**What you need to do**
Show every line of the data that contains the string "HEADERS".

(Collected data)
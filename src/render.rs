//! Output of the ordered batch as a table or a JSON document.

use crate::types::VersionRecord;
use anyhow::{Context, Result};
use std::io::Write;

const HEADERS: [&str; 3] = ["Location", "RPVersion", "OCPVersions"];
const COLUMN_GAP: &str = "   ";

#[derive(Debug, Clone, Copy, PartialEq, Eq, Default)]
pub enum OutputFormat {
    #[default]
    Table,
    Json,
}

impl From<&str> for OutputFormat {
    /// Anything other than `json` falls back to the table.
    fn from(value: &str) -> Self {
        match value {
            "json" => OutputFormat::Json,
            _ => OutputFormat::Table,
        }
    }
}

/// Writes `records` as given; no sorting or filtering happens here.
pub fn render<W: Write>(records: &[VersionRecord], format: OutputFormat, out: &mut W) -> Result<()> {
    match format {
        OutputFormat::Json => render_json(records, out),
        OutputFormat::Table => render_table(records, out),
    }
}

fn render_json<W: Write>(records: &[VersionRecord], out: &mut W) -> Result<()> {
    serde_json::to_writer_pretty(&mut *out, records)
        .context("Failed to marshal the result in json format")?;
    writeln!(out).context("Failed to write output")?;
    Ok(())
}

fn render_table<W: Write>(records: &[VersionRecord], out: &mut W) -> Result<()> {
    let rows: Vec<[String; 3]> = records
        .iter()
        .map(|r| {
            [
                r.location.clone(),
                r.rp_version.clone(),
                r.ocp_versions.join(", "),
            ]
        })
        .collect();

    let mut widths = HEADERS.map(|h| h.chars().count());
    for row in &rows {
        for (width, cell) in widths.iter_mut().zip(row) {
            *width = (*width).max(cell.chars().count());
        }
    }

    write_row(out, &HEADERS.map(String::from), &widths)?;
    for row in &rows {
        write_row(out, row, &widths)?;
    }
    Ok(())
}

fn write_row<W: Write>(out: &mut W, cells: &[String; 3], widths: &[usize; 3]) -> Result<()> {
    let [location, rp, ocp] = cells;
    let line = format!(
        "{:<w0$}{gap}{:<w1$}{gap}{}",
        location,
        rp,
        ocp,
        w0 = widths[0],
        w1 = widths[1],
        gap = COLUMN_GAP,
    );
    writeln!(out, "{}", line.trim_end_matches(' ')).context("Failed to write output")?;
    Ok(())
}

**Written solution**
const HEADERS: [&str; 3] = ["Location", "RPVersion", "OCPVersions"];
    let mut widths = HEADERS.map(|h| h.chars().count());
    write_row(out, &HEADERS.map(String::from), &widths)?;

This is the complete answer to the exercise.